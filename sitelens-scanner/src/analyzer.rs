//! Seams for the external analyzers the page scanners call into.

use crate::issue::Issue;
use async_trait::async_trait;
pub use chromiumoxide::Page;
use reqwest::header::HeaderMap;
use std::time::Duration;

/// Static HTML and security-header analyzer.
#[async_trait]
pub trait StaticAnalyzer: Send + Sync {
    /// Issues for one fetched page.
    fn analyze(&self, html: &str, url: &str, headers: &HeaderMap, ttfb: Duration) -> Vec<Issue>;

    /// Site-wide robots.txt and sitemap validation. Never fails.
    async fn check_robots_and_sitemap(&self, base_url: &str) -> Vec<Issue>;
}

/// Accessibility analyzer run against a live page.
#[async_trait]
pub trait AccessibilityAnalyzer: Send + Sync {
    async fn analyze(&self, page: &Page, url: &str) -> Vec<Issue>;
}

###

▸ **EXERCISE PROMPT**:
The lines that contain the word "HeaderMap" are wanted; copy each of them from the records.

▸ **EXPECTED ANSWER**:
use reqwest::header::HeaderMap;
    fn analyze(&self, html: &str, url: &str, headers: &HeaderMap, ttfb: Duration) -> Vec<Issue>;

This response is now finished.